A construção do Brasil se deu através da destruição da população indígena,


mas devemos superar a interpretação de que os indígenas eram vítimas
passivas. Existiram grupos que desde o começo se aliaram aos portugueses e
outros que os repeliam por conflitos étnicos entre as próprias tribos, que
passavam a usar os europeus contra seus próprios inimigos, assim como
também existia a possibilidade de mudança de ideia e de divergências
pessoais. Como se sabe, o primeiro ciclo econômico importante que ocorreu a
partir do povoamento da América Portuguesa teve como produto central o
açúcar fabricado nos engenhos. A prosperidade da economia açucareira só foi
possível a partir da exploração da mão-de-obra indígena, de início, os
colonizadores tentaram impor o trabalho indígena com assalariamento por
escambo de produtos falsificados, o que não foi bem aceito pelos indígenas, a
partir daí, começaram a se rebelar, recusando o trabalho, implicando uma
guerra aberta na qual os nativos por vezes contavam com apoio de franceses.
Chegaram perto, inclusive, de eliminar os portugueses da região entre
Pernambuco e São Vicente, o que levou a Coroa a buscar uma solução
administrativa que por fim se definiu na criação de um governo-geral.

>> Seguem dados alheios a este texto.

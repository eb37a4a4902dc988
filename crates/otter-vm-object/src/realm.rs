//! Realm registry and metadata.
//!
//! A realm owns its own intrinsics and global object and shares the
//! `Symbol.for` registry with the other realms of its runtime.

use parking_lot::RwLock;
use std::sync::{
    Arc,
    atomic::{AtomicU32, Ordering},
};

use crate::intrinsics::Intrinsics;
use crate::object::ObjectRef;
use crate::symbol::SymbolRegistry;

/// Unique realm identifier.
pub type RealmId = u32;

/// One realm.
pub struct Realm {
    id: RealmId,
    intrinsics: Intrinsics,
    global: ObjectRef,
    symbols: Arc<SymbolRegistry>,
}

impl Realm {
    /// Realm id
    pub fn id(&self) -> RealmId {
        self.id
    }

    /// Root prototypes
    pub fn intrinsics(&self) -> &Intrinsics {
        &self.intrinsics
    }

    /// Global object (an ordinary object; populated by the host)
    pub fn global(&self) -> &ObjectRef {
        &self.global
    }

    /// `Symbol.for` registry
    pub fn symbol_registry(&self) -> &Arc<SymbolRegistry> {
        &self.symbols
    }
}

/// Registry of all realms created by a runtime.
pub struct RealmRegistry {
    realms: RwLock<Vec<Arc<Realm>>>,
    next_id: AtomicU32,
}

impl RealmRegistry {
    /// Empty registry
    pub fn new() -> Arc<Self> {
        Arc::new(Self {
            realms: RwLock::new(Vec::new()),
            next_id: AtomicU32::new(0),
        })
    }

    /// Allocate, populate and register a realm.
    pub fn create(&self, symbols: Arc<SymbolRegistry>) -> Arc<Realm> {
        let id = self.next_id.fetch_add(1, Ordering::Relaxed);
        let intrinsics = Intrinsics::new();
        let global = ObjectRef::ordinary(Some(intrinsics.object_prototype.clone()));
        let realm = Arc::new(Realm {
            id,
            intrinsics,
            global,
            symbols,
        });
        self.realms.write().push(realm.clone());
        tracing::debug!(realm = id, "realm created");
        realm
    }

    /// Lookup a realm by id.
    pub fn get(&self, id: RealmId) -> Option<Arc<Realm>> {
        self.realms.read().iter().find(|r| r.id == id).cloned()
    }

    /// Remove a realm by id, dropping the registry's reference.
    pub fn remove(&self, id: RealmId) -> Option<Arc<Realm>> {
        let mut realms = self.realms.write();
        let pos = realms.iter().position(|r| r.id == id)?;
        Some(realms.swap_remove(pos))
    }

    /// Number of live realms.
    pub fn len(&self) -> usize {
        self.realms.read().len()
    }

    /// Check if no realm is registered.
    pub fn is_empty(&self) -> bool {
        self.len() == 0
    }
}
//! VM runtime - the main entry point
//!
//! The runtime owns the realm registry and the `Symbol.for` registry, and
//! hands out execution contexts bound to a realm.

use std::sync::Arc;

use serde::{Deserialize, Serialize};

use crate::context::VmContext;
use crate::error::{VmError, VmResult};
use crate::realm::{Realm, RealmRegistry};
use crate::symbol::SymbolRegistry;

/// Runtime configuration
#[derive(Debug, Clone, PartialEq, Eq, Serialize, Deserialize)]
#[serde(default, rename_all = "camelCase")]
pub struct RuntimeConfig {
    /// Maximum re-entrant dispatch depth (calls, traps, accessors, JSON nesting)
    pub max_stack_depth: usize,
    /// Largest ArrayBuffer byte length that may be allocated
    pub max_array_buffer_length: usize,
    /// Whether failed assignments throw
    pub strict_mode: bool,
}

impl Default for RuntimeConfig {
    fn default() -> Self {
        Self {
            max_stack_depth: 2500,
            max_array_buffer_length: 1 << 31,
            strict_mode: false,
        }
    }
}

impl RuntimeConfig {
    /// Parse a JSON configuration; absent fields keep their defaults.
    pub fn from_json_str(text: &str) -> VmResult<Self> {
        serde_json::from_str(text)
            .map_err(|e| VmError::syntax_error(format!("Invalid runtime config: {e}")))
    }
}

/// The VM runtime
///
/// It is `Send + Sync` and can be shared across threads; contexts are not
/// meant to be.
pub struct VmRuntime {
    config: RuntimeConfig,
    realms: Arc<RealmRegistry>,
    symbols: Arc<SymbolRegistry>,
    default_realm: Arc<Realm>,
}

impl VmRuntime {
    /// Create a new runtime with default configuration
    pub fn new() -> Self {
        Self::with_config(RuntimeConfig::default())
    }

    /// Create a new runtime with custom configuration
    pub fn with_config(config: RuntimeConfig) -> Self {
        let realms = RealmRegistry::new();
        let symbols = Arc::new(SymbolRegistry::new());
        let default_realm = realms.create(symbols.clone());
        Self {
            config,
            realms,
            symbols,
            default_realm,
        }
    }

    /// Runtime configuration
    pub fn config(&self) -> &RuntimeConfig {
        &self.config
    }

    /// The realm created with the runtime
    pub fn default_realm(&self) -> &Arc<Realm> {
        &self.default_realm
    }

    /// Create an additional realm with its own intrinsics
    pub fn create_realm(&self) -> Arc<Realm> {
        self.realms.create(self.symbols.clone())
    }

    /// Registry of all realms
    pub fn realms(&self) -> &Arc<RealmRegistry> {
        &self.realms
    }

    /// `Symbol.for` registry shared by every realm
    pub fn symbol_registry(&self) -> &Arc<SymbolRegistry> {
        &self.symbols
    }

    /// Create a context in the default realm
    pub fn create_context(&self) -> VmContext {
        self.create_context_in(self.default_realm.clone())
    }

    /// Create a context in the given realm
    pub fn create_context_in(&self, realm: Arc<Realm>) -> VmContext {
        VmContext::new(realm, self.config.clone())
    }
}

impl Default for VmRuntime {
    fn default() -> Self {
        Self::new()
    }
}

A Coroa enviou Tomé de Souza como governador-geral, transformando a


Bahia numa capitania real. A Bahia era, aos olhos portugueses da época, a
região mais conveniente para iniciar o povoamento, pois tinha em disposição o
porto, rios próximos e fertilidade da terra. De início, o governo-geral não
extinguiu o sistema de capitanias, mas atuou em concomitância. No entanto,
com o passar do tempo, a Coroa foi adquirindo capitanias em seu nome,
fazendo com que as hereditárias perdessem, aos poucos, sua importância.
Junto do governador-geral, vieram à América os primeiros grupos jesuítas e
escravos africanos.

Os jesuítas foram responsáveis pela domesticação dos selvagens, facilitando a


exploração da mão-de-obra e de recursos naturais através da reconfiguração
das populações nativas ao modelo católico-europeu, implicada pela
evangelização em massa. Os padres jesuítas estabeleceram uma relação de
confiança com os indígenas e promoviam um discurso de “proteção aos
indígenas” que se limitava a nível físico, mas não envolvia a proteção à
integridade, cultura e liberdade religiosa. A proteção aos indígenas foi um
mecanismo que apresentou mais vantagens aos europeus do que aos próprios
nativos e ainda assim não impediu que os povos originários fossem dizimados
em larga escala.

A alta mortalidade indígena forçou a adoção de um novo sistema escravista e


por isso se introduziu o tráfico negreiro no contexto. A transição do escravismo
indígena para o africano resultou em vantagens econômicas para a Coroa, mas
isso não foi planejado e nem mesmo constituiu objetivo inicial. A montagem da
economia açucareira é um processo simultâneo à formação da elite colonial,
estratos sociais na colônia e exploração escravista.

Através do ciclo do açúcar, configura-se a sociedade colonial com o modelo de


família patriarcal presente sobretudo na elite constituída pelos senhores de
engenho e portugueses com cargos administrativos, mas que não se aplicava
de forma tão expressiva nas camadas mais pobres da sociedade, compostas
por indígenas catequizados, africanos escravizados e mestiços.

Através de todos os processos e fatores aqui mencionados, constitui-se a


colonização da América Portuguesa que não foi planejada e implementada
instantaneamente. A noção da vigência de um sistema colonial teve ocorrência
tardia, em consequência desses processos históricos, sobretudo a
promulgação do exclusivo metropolitano, que hoje é entendido como o
elemento chave para a configuração do sistema colonial.